== Supplied material ==

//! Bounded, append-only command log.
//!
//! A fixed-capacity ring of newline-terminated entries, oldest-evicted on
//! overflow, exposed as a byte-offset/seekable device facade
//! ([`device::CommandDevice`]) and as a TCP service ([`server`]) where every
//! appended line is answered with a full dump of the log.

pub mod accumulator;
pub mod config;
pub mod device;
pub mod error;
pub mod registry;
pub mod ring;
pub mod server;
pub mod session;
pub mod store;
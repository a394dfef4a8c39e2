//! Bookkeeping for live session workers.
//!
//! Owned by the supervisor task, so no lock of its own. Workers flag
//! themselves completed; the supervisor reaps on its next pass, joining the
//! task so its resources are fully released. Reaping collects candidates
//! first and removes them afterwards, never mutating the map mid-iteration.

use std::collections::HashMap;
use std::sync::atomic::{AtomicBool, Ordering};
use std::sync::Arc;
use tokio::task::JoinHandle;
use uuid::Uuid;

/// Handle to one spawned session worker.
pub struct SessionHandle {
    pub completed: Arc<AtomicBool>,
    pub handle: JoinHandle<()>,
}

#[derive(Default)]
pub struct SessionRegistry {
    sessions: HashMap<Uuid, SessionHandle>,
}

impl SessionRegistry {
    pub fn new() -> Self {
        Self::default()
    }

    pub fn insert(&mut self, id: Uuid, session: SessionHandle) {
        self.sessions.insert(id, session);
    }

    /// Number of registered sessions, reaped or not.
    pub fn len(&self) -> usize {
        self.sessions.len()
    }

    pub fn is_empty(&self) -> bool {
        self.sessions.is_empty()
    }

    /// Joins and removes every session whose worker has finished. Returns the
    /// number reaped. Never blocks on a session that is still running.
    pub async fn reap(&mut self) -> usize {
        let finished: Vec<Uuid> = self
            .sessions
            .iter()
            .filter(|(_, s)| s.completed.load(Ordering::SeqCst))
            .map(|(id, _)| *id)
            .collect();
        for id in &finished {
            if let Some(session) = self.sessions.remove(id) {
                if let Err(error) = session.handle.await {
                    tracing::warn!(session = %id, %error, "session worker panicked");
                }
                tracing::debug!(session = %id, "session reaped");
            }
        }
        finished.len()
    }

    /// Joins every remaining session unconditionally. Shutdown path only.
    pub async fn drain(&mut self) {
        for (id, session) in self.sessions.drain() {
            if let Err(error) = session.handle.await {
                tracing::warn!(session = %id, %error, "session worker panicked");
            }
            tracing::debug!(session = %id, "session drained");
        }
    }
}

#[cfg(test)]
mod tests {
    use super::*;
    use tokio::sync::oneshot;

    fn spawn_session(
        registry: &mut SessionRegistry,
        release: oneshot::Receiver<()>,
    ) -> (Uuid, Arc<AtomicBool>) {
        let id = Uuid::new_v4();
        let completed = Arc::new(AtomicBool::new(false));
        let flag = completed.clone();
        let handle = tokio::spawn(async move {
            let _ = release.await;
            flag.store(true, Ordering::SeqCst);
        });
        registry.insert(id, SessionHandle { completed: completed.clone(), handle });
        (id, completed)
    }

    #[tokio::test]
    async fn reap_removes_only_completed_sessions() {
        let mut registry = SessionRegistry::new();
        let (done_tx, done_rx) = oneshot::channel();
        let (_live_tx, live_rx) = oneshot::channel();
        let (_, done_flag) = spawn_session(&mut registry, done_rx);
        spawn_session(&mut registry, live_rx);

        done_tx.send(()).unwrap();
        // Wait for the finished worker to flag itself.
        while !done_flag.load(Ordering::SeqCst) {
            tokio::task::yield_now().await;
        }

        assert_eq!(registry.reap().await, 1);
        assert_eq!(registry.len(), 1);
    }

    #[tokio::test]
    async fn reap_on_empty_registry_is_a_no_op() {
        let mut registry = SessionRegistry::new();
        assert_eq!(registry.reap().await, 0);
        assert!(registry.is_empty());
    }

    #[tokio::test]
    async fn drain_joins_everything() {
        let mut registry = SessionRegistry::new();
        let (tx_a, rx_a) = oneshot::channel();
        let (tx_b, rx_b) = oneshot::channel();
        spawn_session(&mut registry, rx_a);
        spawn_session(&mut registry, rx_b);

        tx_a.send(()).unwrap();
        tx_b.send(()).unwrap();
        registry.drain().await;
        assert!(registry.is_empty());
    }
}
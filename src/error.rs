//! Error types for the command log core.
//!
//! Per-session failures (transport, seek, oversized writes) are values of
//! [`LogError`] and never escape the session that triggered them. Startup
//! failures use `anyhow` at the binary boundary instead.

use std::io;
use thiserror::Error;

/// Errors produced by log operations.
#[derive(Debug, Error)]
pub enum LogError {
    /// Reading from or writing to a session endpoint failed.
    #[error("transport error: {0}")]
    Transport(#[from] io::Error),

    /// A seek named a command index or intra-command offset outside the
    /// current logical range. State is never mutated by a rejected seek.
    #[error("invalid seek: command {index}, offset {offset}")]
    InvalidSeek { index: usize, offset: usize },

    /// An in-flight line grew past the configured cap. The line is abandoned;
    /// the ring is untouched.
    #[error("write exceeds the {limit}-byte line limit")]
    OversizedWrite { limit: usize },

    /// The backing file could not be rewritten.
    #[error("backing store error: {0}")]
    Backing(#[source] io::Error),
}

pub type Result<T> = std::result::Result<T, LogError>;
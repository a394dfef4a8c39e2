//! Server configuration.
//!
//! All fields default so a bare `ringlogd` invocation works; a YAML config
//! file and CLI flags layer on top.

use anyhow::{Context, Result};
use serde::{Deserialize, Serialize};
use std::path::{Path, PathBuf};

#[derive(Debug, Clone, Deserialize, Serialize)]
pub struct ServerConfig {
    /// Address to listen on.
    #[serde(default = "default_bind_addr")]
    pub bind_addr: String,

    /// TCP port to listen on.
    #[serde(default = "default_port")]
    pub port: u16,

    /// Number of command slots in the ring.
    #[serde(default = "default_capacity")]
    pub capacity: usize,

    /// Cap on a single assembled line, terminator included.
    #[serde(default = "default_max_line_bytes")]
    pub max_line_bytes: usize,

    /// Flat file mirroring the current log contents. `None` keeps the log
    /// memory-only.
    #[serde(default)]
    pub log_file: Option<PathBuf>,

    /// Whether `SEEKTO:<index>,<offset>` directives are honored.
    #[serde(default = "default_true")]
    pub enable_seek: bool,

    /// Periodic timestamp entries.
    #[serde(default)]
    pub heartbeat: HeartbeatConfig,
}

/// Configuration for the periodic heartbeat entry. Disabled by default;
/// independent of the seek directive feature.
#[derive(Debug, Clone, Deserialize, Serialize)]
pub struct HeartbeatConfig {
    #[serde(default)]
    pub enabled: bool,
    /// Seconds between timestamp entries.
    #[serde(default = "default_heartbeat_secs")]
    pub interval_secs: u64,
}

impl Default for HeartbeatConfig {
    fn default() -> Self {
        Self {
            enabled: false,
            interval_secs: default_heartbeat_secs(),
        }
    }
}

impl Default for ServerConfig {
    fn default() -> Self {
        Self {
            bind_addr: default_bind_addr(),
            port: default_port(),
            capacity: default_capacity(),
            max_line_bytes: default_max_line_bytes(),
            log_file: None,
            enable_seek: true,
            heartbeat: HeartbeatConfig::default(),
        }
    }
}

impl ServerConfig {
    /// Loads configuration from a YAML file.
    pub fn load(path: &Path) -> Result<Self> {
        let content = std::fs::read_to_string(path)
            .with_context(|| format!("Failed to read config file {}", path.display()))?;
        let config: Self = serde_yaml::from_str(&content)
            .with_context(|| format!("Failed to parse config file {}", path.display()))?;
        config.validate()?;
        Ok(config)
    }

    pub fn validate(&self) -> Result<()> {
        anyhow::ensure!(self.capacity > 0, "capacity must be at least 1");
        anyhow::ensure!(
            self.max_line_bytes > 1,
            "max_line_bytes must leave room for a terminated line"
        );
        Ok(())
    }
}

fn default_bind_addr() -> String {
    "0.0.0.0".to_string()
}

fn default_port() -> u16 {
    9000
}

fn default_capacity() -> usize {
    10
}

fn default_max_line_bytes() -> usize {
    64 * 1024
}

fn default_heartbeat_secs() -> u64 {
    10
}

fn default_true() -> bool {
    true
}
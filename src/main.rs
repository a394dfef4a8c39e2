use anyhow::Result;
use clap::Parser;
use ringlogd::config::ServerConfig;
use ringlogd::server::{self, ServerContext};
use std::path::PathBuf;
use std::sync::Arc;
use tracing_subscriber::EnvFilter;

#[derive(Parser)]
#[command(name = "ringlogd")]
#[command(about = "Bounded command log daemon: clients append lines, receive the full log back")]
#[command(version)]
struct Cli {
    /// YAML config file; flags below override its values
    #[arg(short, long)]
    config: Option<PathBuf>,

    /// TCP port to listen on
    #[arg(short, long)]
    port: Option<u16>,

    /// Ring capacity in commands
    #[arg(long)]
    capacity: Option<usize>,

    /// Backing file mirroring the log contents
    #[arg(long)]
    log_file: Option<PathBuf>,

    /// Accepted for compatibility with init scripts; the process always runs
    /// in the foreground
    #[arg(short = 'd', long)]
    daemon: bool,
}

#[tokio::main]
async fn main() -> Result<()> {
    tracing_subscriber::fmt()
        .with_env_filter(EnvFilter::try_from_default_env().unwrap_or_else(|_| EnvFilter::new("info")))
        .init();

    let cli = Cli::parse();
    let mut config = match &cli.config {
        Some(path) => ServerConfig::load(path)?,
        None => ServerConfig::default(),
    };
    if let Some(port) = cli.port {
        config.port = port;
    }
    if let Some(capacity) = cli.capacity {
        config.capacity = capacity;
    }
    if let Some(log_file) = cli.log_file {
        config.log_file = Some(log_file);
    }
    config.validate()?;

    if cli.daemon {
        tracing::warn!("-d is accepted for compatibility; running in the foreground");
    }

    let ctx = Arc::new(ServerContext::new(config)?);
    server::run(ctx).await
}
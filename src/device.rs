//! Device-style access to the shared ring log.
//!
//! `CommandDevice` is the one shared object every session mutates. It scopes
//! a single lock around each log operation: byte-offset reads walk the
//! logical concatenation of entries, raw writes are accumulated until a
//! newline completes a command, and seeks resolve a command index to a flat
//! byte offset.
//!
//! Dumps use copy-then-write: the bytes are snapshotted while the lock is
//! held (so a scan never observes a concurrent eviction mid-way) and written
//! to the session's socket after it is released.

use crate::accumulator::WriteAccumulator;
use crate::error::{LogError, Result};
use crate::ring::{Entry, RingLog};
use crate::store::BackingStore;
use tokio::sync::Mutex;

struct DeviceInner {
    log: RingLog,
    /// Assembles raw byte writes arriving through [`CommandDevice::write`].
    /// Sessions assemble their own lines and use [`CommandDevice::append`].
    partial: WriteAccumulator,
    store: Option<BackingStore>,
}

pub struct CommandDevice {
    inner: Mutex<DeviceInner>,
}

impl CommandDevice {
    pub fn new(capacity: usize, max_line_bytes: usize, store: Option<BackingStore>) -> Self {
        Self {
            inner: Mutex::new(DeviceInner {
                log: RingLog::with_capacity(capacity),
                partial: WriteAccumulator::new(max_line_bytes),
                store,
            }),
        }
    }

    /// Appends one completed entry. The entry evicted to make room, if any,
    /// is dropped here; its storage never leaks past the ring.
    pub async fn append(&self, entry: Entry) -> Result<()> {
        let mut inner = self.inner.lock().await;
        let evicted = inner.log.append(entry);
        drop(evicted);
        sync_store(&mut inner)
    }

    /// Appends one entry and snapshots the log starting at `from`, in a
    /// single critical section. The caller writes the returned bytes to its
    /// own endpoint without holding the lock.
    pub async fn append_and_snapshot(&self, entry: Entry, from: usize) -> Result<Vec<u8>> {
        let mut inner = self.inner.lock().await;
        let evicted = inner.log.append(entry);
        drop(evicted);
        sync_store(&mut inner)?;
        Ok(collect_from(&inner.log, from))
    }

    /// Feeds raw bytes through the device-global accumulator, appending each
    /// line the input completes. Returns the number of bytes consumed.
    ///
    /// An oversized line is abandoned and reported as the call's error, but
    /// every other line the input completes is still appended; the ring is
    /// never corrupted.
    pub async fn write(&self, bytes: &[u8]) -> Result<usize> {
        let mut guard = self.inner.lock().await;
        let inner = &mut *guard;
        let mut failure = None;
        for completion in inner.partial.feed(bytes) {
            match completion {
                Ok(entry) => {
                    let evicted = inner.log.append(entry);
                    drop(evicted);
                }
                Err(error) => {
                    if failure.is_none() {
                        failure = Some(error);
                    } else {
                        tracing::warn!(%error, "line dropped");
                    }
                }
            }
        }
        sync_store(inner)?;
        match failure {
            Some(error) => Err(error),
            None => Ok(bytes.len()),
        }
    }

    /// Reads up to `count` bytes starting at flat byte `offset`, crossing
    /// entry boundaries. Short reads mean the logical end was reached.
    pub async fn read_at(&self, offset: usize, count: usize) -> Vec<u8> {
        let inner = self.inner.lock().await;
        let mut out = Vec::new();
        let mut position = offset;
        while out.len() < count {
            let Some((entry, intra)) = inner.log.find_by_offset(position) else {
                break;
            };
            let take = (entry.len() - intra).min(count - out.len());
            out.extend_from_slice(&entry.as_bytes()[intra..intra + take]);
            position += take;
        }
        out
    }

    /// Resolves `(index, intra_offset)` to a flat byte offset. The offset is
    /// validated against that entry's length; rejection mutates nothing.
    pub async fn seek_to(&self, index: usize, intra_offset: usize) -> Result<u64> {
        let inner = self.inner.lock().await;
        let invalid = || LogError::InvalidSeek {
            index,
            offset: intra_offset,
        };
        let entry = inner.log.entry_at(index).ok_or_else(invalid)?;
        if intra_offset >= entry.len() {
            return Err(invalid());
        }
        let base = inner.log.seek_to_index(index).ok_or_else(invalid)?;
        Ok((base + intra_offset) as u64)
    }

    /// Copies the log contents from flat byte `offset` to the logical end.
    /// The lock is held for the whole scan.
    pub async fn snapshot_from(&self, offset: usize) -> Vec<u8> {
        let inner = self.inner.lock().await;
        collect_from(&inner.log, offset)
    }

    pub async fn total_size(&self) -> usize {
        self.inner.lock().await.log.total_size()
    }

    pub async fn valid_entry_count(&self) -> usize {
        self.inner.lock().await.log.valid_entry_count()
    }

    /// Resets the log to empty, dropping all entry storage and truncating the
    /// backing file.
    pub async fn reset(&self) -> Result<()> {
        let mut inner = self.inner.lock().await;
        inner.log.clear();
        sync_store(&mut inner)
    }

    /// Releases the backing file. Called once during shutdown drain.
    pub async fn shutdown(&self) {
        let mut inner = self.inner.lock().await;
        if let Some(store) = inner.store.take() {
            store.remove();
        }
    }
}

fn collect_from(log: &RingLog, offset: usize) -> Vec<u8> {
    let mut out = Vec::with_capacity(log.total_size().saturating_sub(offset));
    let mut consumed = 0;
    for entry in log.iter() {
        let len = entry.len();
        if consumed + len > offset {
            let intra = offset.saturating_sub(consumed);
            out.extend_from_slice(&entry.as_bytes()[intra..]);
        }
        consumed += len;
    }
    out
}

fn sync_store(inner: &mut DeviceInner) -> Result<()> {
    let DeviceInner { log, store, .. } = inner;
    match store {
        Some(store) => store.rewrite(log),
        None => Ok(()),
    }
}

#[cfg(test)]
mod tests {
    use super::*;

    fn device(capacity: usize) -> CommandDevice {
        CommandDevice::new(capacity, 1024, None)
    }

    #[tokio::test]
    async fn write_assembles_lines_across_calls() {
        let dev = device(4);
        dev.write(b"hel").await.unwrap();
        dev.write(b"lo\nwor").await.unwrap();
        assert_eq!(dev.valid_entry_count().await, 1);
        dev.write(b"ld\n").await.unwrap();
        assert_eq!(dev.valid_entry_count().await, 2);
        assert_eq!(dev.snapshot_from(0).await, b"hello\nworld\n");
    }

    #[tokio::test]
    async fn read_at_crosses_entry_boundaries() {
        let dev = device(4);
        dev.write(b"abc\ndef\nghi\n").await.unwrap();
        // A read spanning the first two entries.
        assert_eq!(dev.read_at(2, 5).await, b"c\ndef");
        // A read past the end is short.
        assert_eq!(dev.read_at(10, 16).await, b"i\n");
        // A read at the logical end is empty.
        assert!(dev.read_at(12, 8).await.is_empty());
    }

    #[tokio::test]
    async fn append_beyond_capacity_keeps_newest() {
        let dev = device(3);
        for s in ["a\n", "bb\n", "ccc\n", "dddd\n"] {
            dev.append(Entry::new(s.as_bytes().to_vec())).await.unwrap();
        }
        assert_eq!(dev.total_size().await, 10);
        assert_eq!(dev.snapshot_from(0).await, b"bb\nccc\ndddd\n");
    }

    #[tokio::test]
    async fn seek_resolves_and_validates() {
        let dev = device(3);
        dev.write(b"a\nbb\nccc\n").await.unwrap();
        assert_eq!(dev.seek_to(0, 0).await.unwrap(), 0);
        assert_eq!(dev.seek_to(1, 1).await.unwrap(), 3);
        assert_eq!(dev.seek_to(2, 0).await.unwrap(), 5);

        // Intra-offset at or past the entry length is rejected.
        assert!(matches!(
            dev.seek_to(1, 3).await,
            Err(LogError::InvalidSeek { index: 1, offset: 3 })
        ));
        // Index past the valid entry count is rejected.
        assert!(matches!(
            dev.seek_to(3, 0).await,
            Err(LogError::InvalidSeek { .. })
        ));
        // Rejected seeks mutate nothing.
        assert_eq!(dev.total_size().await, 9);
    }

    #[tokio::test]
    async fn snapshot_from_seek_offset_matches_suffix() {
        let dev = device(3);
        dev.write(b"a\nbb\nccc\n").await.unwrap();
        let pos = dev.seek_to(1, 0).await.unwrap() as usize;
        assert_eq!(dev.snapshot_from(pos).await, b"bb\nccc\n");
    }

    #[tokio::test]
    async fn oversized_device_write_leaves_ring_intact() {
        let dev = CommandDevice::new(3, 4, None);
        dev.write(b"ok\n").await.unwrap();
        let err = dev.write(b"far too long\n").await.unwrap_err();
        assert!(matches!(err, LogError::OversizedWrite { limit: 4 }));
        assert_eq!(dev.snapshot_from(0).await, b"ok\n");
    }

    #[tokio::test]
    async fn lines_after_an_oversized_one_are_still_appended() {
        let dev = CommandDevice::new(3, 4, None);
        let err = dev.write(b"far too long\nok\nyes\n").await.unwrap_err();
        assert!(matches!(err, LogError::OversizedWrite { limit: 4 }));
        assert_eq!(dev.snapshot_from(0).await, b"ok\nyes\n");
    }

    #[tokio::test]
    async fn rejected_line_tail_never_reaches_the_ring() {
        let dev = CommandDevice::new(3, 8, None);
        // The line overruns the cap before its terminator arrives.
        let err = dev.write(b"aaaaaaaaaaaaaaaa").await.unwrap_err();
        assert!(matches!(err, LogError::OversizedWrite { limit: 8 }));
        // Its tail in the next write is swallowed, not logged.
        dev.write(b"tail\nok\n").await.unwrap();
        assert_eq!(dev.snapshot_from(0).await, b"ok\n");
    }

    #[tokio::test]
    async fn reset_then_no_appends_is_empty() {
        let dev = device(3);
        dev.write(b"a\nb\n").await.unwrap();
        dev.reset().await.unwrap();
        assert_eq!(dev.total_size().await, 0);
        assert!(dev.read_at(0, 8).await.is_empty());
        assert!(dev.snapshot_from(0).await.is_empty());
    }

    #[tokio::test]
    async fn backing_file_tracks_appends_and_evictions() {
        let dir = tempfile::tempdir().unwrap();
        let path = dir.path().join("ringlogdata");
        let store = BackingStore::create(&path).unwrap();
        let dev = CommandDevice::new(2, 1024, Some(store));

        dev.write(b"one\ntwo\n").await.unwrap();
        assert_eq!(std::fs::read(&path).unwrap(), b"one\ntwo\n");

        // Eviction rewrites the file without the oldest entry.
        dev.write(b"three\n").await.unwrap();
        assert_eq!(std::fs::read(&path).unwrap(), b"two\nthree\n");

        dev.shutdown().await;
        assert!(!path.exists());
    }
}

===

What needs to be done => In the listing above, find the line with "must leave room" and the line with "#[command(version)]", then print exactly those two lines and every line between them, and nothing more.

Written answer =>
            "max_line_bytes must leave room for a terminated line"
        );
        Ok(())
    }
}

fn default_bind_addr() -> String {
    "0.0.0.0".to_string()
}

fn default_port() -> u16 {
    9000
}

fn default_capacity() -> usize {
    10
}

fn default_max_line_bytes() -> usize {
    64 * 1024
}

fn default_heartbeat_secs() -> u64 {
    10
}

fn default_true() -> bool {
    true
}
filename src/main.rs
repository a394dfef4a8c39e2
use anyhow::Result;
use clap::Parser;
use ringlogd::config::ServerConfig;
use ringlogd::server::{self, ServerContext};
use std::path::PathBuf;
use std::sync::Arc;
use tracing_subscriber::EnvFilter;

#[derive(Parser)]
#[command(name = "ringlogd")]
#[command(about = "Bounded command log daemon: clients append lines, receive the full log back")]
#[command(version)]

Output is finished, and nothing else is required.